- [WHAT NEEDS TO BE DONE] Find how many lines of the entries contain the word "metadata", then report that figure alone.

(Collected data entries)
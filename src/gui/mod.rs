//! GUI module - User interface components

mod app;
mod details_view;
mod env_list_view;
mod toolbar;

pub use app::GuvApp;
pub use details_view::DetailsView;
pub use env_list_view::EnvListView;
pub use toolbar::{Toolbar, ToolbarAction};
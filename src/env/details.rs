//! Environment Details Module
//! Interpreter version, creation time, disk usage and installed packages.

use crate::env::size::{dir_size, to_megabytes};
use chrono::{DateTime, Local};
use std::io;
use std::path::{Path, PathBuf};
use std::process::{Command, ExitStatus, Output};
use thiserror::Error;

#[derive(Error, Debug)]
pub enum DetailsError {
    #[error("interpreter not found")]
    InterpreterNotFound,
    #[error("failed to run {program}: {source}")]
    Spawn { program: String, source: io::Error },
    #[error("{program} exited with {status}: {stderr}")]
    Failed {
        program: String,
        status: ExitStatus,
        stderr: String,
    },
}

/// Everything shown in the details area for one environment.
#[derive(Debug)]
pub struct EnvDetails {
    pub path: PathBuf,
    pub python_version: Result<String, DetailsError>,
    pub created: Option<DateTime<Local>>,
    pub size_bytes: u64,
    pub packages: Result<Vec<String>, DetailsError>,
}

impl EnvDetails {
    /// Probe the environment. Blocks on the interpreter, the package command
    /// and the directory walk.
    pub fn gather(path: &Path, package_command: &str) -> Self {
        Self {
            path: path.to_path_buf(),
            python_version: python_version(path),
            created: created_at(path),
            size_bytes: dir_size(path),
            packages: list_packages(path, package_command),
        }
    }

    /// Render as the plain text shown in the details area.
    pub fn render(&self) -> String {
        let mut details = Vec::new();

        details.push(format!("📁 Path: {}", self.path.display()));

        match &self.python_version {
            Ok(version) => details.push(format!("🐍 Python Version: {}", version)),
            Err(DetailsError::InterpreterNotFound) => {
                details.push("🐍 Python Version: <not found>".to_string())
            }
            Err(_) => details.push("🐍 Python Version: <error fetching>".to_string()),
        }

        match &self.created {
            Some(created) => details.push(format!(
                "📅 Created: {}",
                created.format("%Y-%m-%d %H:%M:%S")
            )),
            None => details.push("📅 Created: <unavailable>".to_string()),
        }

        details.push(format!("💾 Size: {:.2} MB", to_megabytes(self.size_bytes)));
        details.push(String::new());

        match &self.packages {
            Ok(packages) if packages.is_empty() => {
                details.push("📦 Packages: <none>".to_string())
            }
            Ok(packages) => {
                details.push("📦 Packages:".to_string());
                details.extend(packages.iter().map(|line| format!("   {}", line)));
            }
            Err(e) => details.push(format!("📦 Packages: <error fetching>\n{}", e)),
        }

        details.join("\n")
    }
}

/// `bin/python` on unix layouts, `Scripts/python.exe` on Windows ones.
pub fn python_bin(env_path: &Path) -> Option<PathBuf> {
    [
        env_path.join("bin").join("python"),
        env_path.join("Scripts").join("python.exe"),
    ]
    .into_iter()
    .find(|p| p.exists())
}

fn python_version(env_path: &Path) -> Result<String, DetailsError> {
    let python = python_bin(env_path).ok_or(DetailsError::InterpreterNotFound)?;
    let program = python.display().to_string();
    let output = run(Command::new(&python).arg("--version"), &program)?;

    // Python 2 prints its version on stderr.
    let stdout = String::from_utf8_lossy(&output.stdout).trim().to_string();
    if stdout.is_empty() {
        Ok(String::from_utf8_lossy(&output.stderr).trim().to_string())
    } else {
        Ok(stdout)
    }
}

fn created_at(env_path: &Path) -> Option<DateTime<Local>> {
    let meta = std::fs::metadata(env_path).ok()?;
    let time = meta.created().or_else(|_| meta.modified()).ok()?;
    Some(DateTime::<Local>::from(time))
}

fn list_packages(env_path: &Path, package_command: &str) -> Result<Vec<String>, DetailsError> {
    let script = format!("source bin/activate && {}", package_command);
    let output = run(
        Command::new("bash")
            .arg("-c")
            .arg(&script)
            .current_dir(env_path),
        package_command,
    )?;

    Ok(String::from_utf8_lossy(&output.stdout)
        .trim()
        .lines()
        .map(str::to_string)
        .collect())
}

fn run(command: &mut Command, program: &str) -> Result<Output, DetailsError> {
    tracing::debug!("Running {:?}", command);
    let output = command.output().map_err(|source| DetailsError::Spawn {
        program: program.to_string(),
        source,
    })?;
    if !output.status.success() {
        return Err(DetailsError::Failed {
            program: program.to_string(),
            status: output.status,
            stderr: String::from_utf8_lossy(&output.stderr).trim().to_string(),
        });
    }
    Ok(output)
}
//! Details Widget
//! Right side read-only text area with the selected environment's details.

use egui::{Color32, RichText, ScrollArea};
use std::path::{Path, PathBuf};

#[derive(Default)]
pub struct DetailsView {
    /// Environment the text describes (or is being gathered for).
    path: Option<PathBuf>,
    text: String,
    loading: bool,
}

impl DetailsView {
    pub fn new() -> Self {
        Self::default()
    }

    pub fn clear(&mut self) {
        self.path = None;
        self.text.clear();
        self.loading = false;
    }

    pub fn set_loading(&mut self, path: &Path) {
        self.path = Some(path.to_path_buf());
        self.text.clear();
        self.loading = true;
    }

    /// Accept rendered details, unless they belong to a stale selection.
    pub fn set_text(&mut self, path: &Path, text: String) -> bool {
        if self.path.as_deref() != Some(path) {
            return false;
        }
        self.text = text;
        self.loading = false;
        true
    }

    pub fn text(&self) -> &str {
        &self.text
    }

    pub fn is_loading(&self) -> bool {
        self.loading
    }

    pub fn show(&self, ui: &mut egui::Ui) {
        if self.path.is_none() {
            ui.centered_and_justified(|ui| {
                ui.label(RichText::new("Select an environment").size(18.0).color(Color32::GRAY));
            });
            return;
        }

        if self.loading {
            ui.horizontal(|ui| {
                ui.spinner();
                ui.label("Gathering details...");
            });
            return;
        }

        ScrollArea::vertical()
            .auto_shrink([false, false])
            .show(ui, |ui| {
                let mut text = self.text.as_str();
                ui.add(
                    egui::TextEdit::multiline(&mut text)
                        .font(egui::TextStyle::Monospace)
                        .desired_width(f32::INFINITY),
                );
            });
    }
}

#[cfg(test)]
mod tests {
    use super::*;

    #[test]
    fn stale_details_are_discarded() {
        let mut view = DetailsView::new();
        view.set_loading(Path::new("/a/.venv"));
        view.set_loading(Path::new("/b/.venv"));

        assert!(!view.set_text(Path::new("/a/.venv"), "old".to_string()));
        assert!(view.is_loading());
        assert!(view.set_text(Path::new("/b/.venv"), "new".to_string()));
        assert_eq!(view.text(), "new");
        assert!(!view.is_loading());
    }

    #[test]
    fn clear_forgets_everything() {
        let mut view = DetailsView::new();
        view.set_loading(Path::new("/a"));
        view.set_text(Path::new("/a"), "text".to_string());
        view.clear();
        assert_eq!(view.text(), "");
        assert!(!view.set_text(Path::new("/a"), "late".to_string()));
    }
}
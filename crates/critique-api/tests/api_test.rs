//! HTTP tests for the critique API against in-process stores and the scripted
//! inference engine.

use std::net::SocketAddr;
use std::sync::Arc;
use std::time::Duration;

use critique_api::{router, AppState};
use critique_core::{AdvisorCatalog, EventBus};
use critique_db::Stores;
use critique_inference::mock::MockInferenceEngine;
use critique_inference::{ExclusiveEngine, InferenceTask};
use critique_jobs::{
    JobWorker, Orchestrator, OrchestratorConfig, ProgressPublisher, WorkerConfig, WorkerHandle,
};
use reqwest::{multipart, StatusCode};
use serde_json::{json, Value};
use tempfile::TempDir;

const ADVISOR: &str = "ansel_adams";

struct TestServer {
    base: String,
    client: reqwest::Client,
    _worker: WorkerHandle,
    _uploads: TempDir,
}

impl TestServer {
    fn url(&self, path: &str) -> String {
        format!("{}{}", self.base, path)
    }
}

async fn spawn_server(mock: MockInferenceEngine, worker_enabled: bool) -> TestServer {
    let uploads = TempDir::new().unwrap();
    let stores = Stores::in_memory();
    let progress = ProgressPublisher::new(EventBus::new(64), stores.jobs.clone());
    let engine = Arc::new(ExclusiveEngine::new(Arc::new(mock)));
    let orchestrator = Arc::new(Orchestrator::new(
        stores,
        Arc::new(AdvisorCatalog::builtin()),
        engine,
        progress,
        OrchestratorConfig::default().with_upload_dir(uploads.path()),
    ));

    let worker = JobWorker::new(
        orchestrator.clone(),
        WorkerConfig::default()
            .with_poll_interval(10)
            .with_enabled(worker_enabled),
    )
    .start();

    let app = router(AppState::new(orchestrator));
    let listener = tokio::net::TcpListener::bind("127.0.0.1:0").await.unwrap();
    let addr: SocketAddr = listener.local_addr().unwrap();
    tokio::spawn(async move {
        axum::serve(listener, app).await.unwrap();
    });

    TestServer {
        base: format!("http://{}", addr),
        client: reqwest::Client::new(),
        _worker: worker,
        _uploads: uploads,
    }
}

fn png(salt: u8) -> Vec<u8> {
    let mut bytes = vec![0x89, b'P', b'N', b'G', 0x0D, 0x0A, 0x1A, 0x0A];
    bytes.extend_from_slice(&[0, 0, 0, 13, b'I', b'H', b'D', b'R', salt]);
    bytes
}

fn analyze_form(advisor: &str, mode: Option<&str>, image: Vec<u8>) -> multipart::Form {
    let mut form = multipart::Form::new()
        .part(
            "image",
            multipart::Part::bytes(image)
                .file_name("photo.png")
                .mime_str("image/png")
                .unwrap(),
        )
        .text("advisor", advisor.to_string());
    if let Some(mode) = mode {
        form = form.text("mode", mode.to_string());
    }
    form
}

async fn submit(server: &TestServer, mode: &str, salt: u8) -> Value {
    let resp = server
        .client
        .post(server.url("/api/v1/analyze"))
        .multipart(analyze_form(ADVISOR, Some(mode), png(salt)))
        .send()
        .await
        .unwrap();
    assert_eq!(resp.status(), StatusCode::ACCEPTED);
    resp.json().await.unwrap()
}

async fn wait_terminal(server: &TestServer, job_id: &str) -> Value {
    for _ in 0..300 {
        let job: Value = server
            .client
            .get(server.url(&format!("/api/v1/jobs/{}", job_id)))
            .send()
            .await
            .unwrap()
            .json()
            .await
            .unwrap();
        if job["status"] == "done" || job["status"] == "error" {
            return job;
        }
        tokio::time::sleep(Duration::from_millis(10)).await;
    }
    panic!("job {} did not finish", job_id);
}

// =============================================================================
// Submission and results
// =============================================================================

#[tokio::test]
async fn test_analyze_then_fetch_result() {
    let server = spawn_server(MockInferenceEngine::new(), true).await;
    let accepted = submit(&server, "baseline", 1).await;
    assert_eq!(accepted["status"], "queued");
    assert_eq!(accepted["mode_requested"], "baseline");
    let job_id = accepted["job_id"].as_str().unwrap().to_string();
    assert_eq!(
        accepted["events_url"],
        format!("/api/v1/jobs/{}/events", job_id)
    );

    let job = wait_terminal(&server, &job_id).await;
    assert_eq!(job["status"], "done");
    assert_eq!(job["progress_percent"], 100);
    assert_eq!(job["mode_effective"], "baseline");

    let resp = server
        .client
        .get(server.url(&format!("/api/v1/jobs/{}/result", job_id)))
        .send()
        .await
        .unwrap();
    assert_eq!(resp.status(), StatusCode::OK);
    let result: Value = resp.json().await.unwrap();
    assert_eq!(result["advisor_id"], ADVISOR);
    assert_eq!(result["mode"], "baseline");
    assert!(result["summary"].as_str().is_some_and(|s| !s.is_empty()));
}

#[tokio::test]
async fn test_rag_lora_falls_back_when_nothing_is_available() {
    let server = spawn_server(MockInferenceEngine::new(), true).await;
    let accepted = submit(&server, "rag_lora", 2).await;
    let job = wait_terminal(&server, accepted["job_id"].as_str().unwrap()).await;
    assert_eq!(job["status"], "done");
    assert_eq!(job["mode_requested"], "rag_lora");
    assert_eq!(job["mode_effective"], "baseline");
    assert_eq!(job["fell_back"], true);
}

#[tokio::test]
async fn test_analyze_rejects_unknown_advisor() {
    let server = spawn_server(MockInferenceEngine::new(), false).await;
    let resp = server
        .client
        .post(server.url("/api/v1/analyze"))
        .multipart(analyze_form("nobody", None, png(3)))
        .send()
        .await
        .unwrap();
    assert_eq!(resp.status(), StatusCode::BAD_REQUEST);
    let body: Value = resp.json().await.unwrap();
    assert!(body["error"].as_str().is_some());

    let jobs: Vec<Value> = server
        .client
        .get(server.url("/api/v1/jobs"))
        .send()
        .await
        .unwrap()
        .json()
        .await
        .unwrap();
    assert!(jobs.is_empty());
}

#[tokio::test]
async fn test_analyze_rejects_unknown_mode() {
    let server = spawn_server(MockInferenceEngine::new(), false).await;
    let resp = server
        .client
        .post(server.url("/api/v1/analyze"))
        .multipart(analyze_form(ADVISOR, Some("hybrid"), png(4)))
        .send()
        .await
        .unwrap();
    assert_eq!(resp.status(), StatusCode::BAD_REQUEST);
}

#[tokio::test]
async fn test_analyze_rejects_non_image_payload() {
    let server = spawn_server(MockInferenceEngine::new(), false).await;
    let resp = server
        .client
        .post(server.url("/api/v1/analyze"))
        .multipart(analyze_form(ADVISOR, None, b"plain text, not a photo".to_vec()))
        .send()
        .await
        .unwrap();
    assert_eq!(resp.status(), StatusCode::BAD_REQUEST);
}

#[tokio::test]
async fn test_analyze_requires_image_field() {
    let server = spawn_server(MockInferenceEngine::new(), false).await;
    let form = multipart::Form::new().text("advisor", ADVISOR.to_string());
    let resp = server
        .client
        .post(server.url("/api/v1/analyze"))
        .multipart(form)
        .send()
        .await
        .unwrap();
    assert_eq!(resp.status(), StatusCode::BAD_REQUEST);
}

#[tokio::test]
async fn test_unknown_job_is_404() {
    let server = spawn_server(MockInferenceEngine::new(), false).await;
    let id = uuid::Uuid::new_v4();
    for path in ["", "/result", "/events"] {
        let resp = server
            .client
            .get(server.url(&format!("/api/v1/jobs/{}{}", id, path)))
            .send()
            .await
            .unwrap();
        assert_eq!(resp.status(), StatusCode::NOT_FOUND, "path {:?}", path);
    }
}

#[tokio::test]
async fn test_result_of_queued_job_is_conflict() {
    let server = spawn_server(MockInferenceEngine::new(), false).await;
    let accepted = submit(&server, "baseline", 5).await;
    let resp = server
        .client
        .get(server.url(&format!(
            "/api/v1/jobs/{}/result",
            accepted["job_id"].as_str().unwrap()
        )))
        .send()
        .await
        .unwrap();
    assert_eq!(resp.status(), StatusCode::CONFLICT);
}

#[tokio::test]
async fn test_result_of_failed_job_carries_kind() {
    let mock = MockInferenceEngine::new().with_failure(InferenceTask::Critique);
    let server = spawn_server(mock, true).await;
    let accepted = submit(&server, "baseline", 6).await;
    let job_id = accepted["job_id"].as_str().unwrap().to_string();

    let job = wait_terminal(&server, &job_id).await;
    assert_eq!(job["status"], "error");
    assert_eq!(job["progress_percent"], 60);

    let resp = server
        .client
        .get(server.url(&format!("/api/v1/jobs/{}/result", job_id)))
        .send()
        .await
        .unwrap();
    assert_eq!(resp.status(), StatusCode::UNPROCESSABLE_ENTITY);
    let body: Value = resp.json().await.unwrap();
    assert_eq!(body["kind"], "analysis_failed");
}

// =============================================================================
// Progress stream
// =============================================================================

#[tokio::test]
async fn test_events_for_finished_job_end_with_completion() {
    let server = spawn_server(MockInferenceEngine::new(), true).await;
    let accepted = submit(&server, "baseline", 7).await;
    let job_id = accepted["job_id"].as_str().unwrap().to_string();
    wait_terminal(&server, &job_id).await;

    // The stream closes after the terminal snapshot, so the body completes.
    let resp = server
        .client
        .get(server.url(&format!("/api/v1/jobs/{}/events", job_id)))
        .send()
        .await
        .unwrap();
    assert_eq!(resp.status(), StatusCode::OK);
    let body = tokio::time::timeout(Duration::from_secs(5), resp.text())
        .await
        .expect("event stream did not close")
        .unwrap();
    assert!(body.contains("event: job.completed"));
    assert!(body.contains(&job_id));
}

// =============================================================================
// Advisors and reference profiles
// =============================================================================

#[tokio::test]
async fn test_list_advisors() {
    let server = spawn_server(MockInferenceEngine::new(), false).await;
    let advisors: Vec<Value> = server
        .client
        .get(server.url("/api/v1/advisors"))
        .send()
        .await
        .unwrap()
        .json()
        .await
        .unwrap();
    assert!(advisors.iter().any(|a| a["id"] == ADVISOR));
}

#[tokio::test]
async fn test_import_then_list_reference_profiles() {
    let server = spawn_server(MockInferenceEngine::new(), false).await;
    let body = json!({
        "profiles": [{
            "image_path": "refs/moonrise.jpg",
            "scores": {"composition": 9, "lighting": 10, "focus": 9},
            "metadata": {"title": "Moonrise, Hernandez"},
            "working_set": true
        }]
    });
    let resp = server
        .client
        .post(server.url(&format!("/api/v1/advisors/{}/profiles", ADVISOR)))
        .json(&body)
        .send()
        .await
        .unwrap();
    assert_eq!(resp.status(), StatusCode::CREATED);
    let imported: Value = resp.json().await.unwrap();
    assert_eq!(imported["imported"], 1);
    assert_eq!(imported["profiles"][0]["advisor_id"], ADVISOR);
    assert_eq!(imported["profiles"][0]["working_set"], false);

    let profiles: Vec<Value> = server
        .client
        .get(server.url(&format!("/api/v1/advisors/{}/profiles", ADVISOR)))
        .send()
        .await
        .unwrap()
        .json()
        .await
        .unwrap();
    assert_eq!(profiles.len(), 1);
    assert_eq!(profiles[0]["image_path"], "refs/moonrise.jpg");
}

#[tokio::test]
async fn test_import_with_out_of_range_score_is_rejected() {
    let server = spawn_server(MockInferenceEngine::new(), false).await;
    let body = json!({
        "profiles": [
            {"image_path": "refs/a.jpg", "scores": {"lighting": 8}},
            {"image_path": "refs/b.jpg", "scores": {"lighting": 14}}
        ]
    });
    let resp = server
        .client
        .post(server.url(&format!("/api/v1/advisors/{}/profiles", ADVISOR)))
        .json(&body)
        .send()
        .await
        .unwrap();
    assert_eq!(resp.status(), StatusCode::BAD_REQUEST);

    let profiles: Vec<Value> = server
        .client
        .get(server.url(&format!("/api/v1/advisors/{}/profiles", ADVISOR)))
        .send()
        .await
        .unwrap()
        .json()
        .await
        .unwrap();
    assert!(profiles.is_empty());
}

// =============================================================================
// Health
// =============================================================================

#[tokio::test]
async fn test_health_ok() {
    let server = spawn_server(MockInferenceEngine::new(), false).await;
    let resp = server.client.get(server.url("/health")).send().await.unwrap();
    assert_eq!(resp.status(), StatusCode::OK);
    let report: Value = resp.json().await.unwrap();
    assert_eq!(report["inference"], true);
}

#[tokio::test]
async fn test_health_unavailable_when_engine_is_down() {
    let server = spawn_server(MockInferenceEngine::new().with_health(false), false).await;
    let resp = server.client.get(server.url("/health")).send().await.unwrap();
    assert_eq!(resp.status(), StatusCode::SERVICE_UNAVAILABLE);
}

- [RESULT OF THIS TASK] 2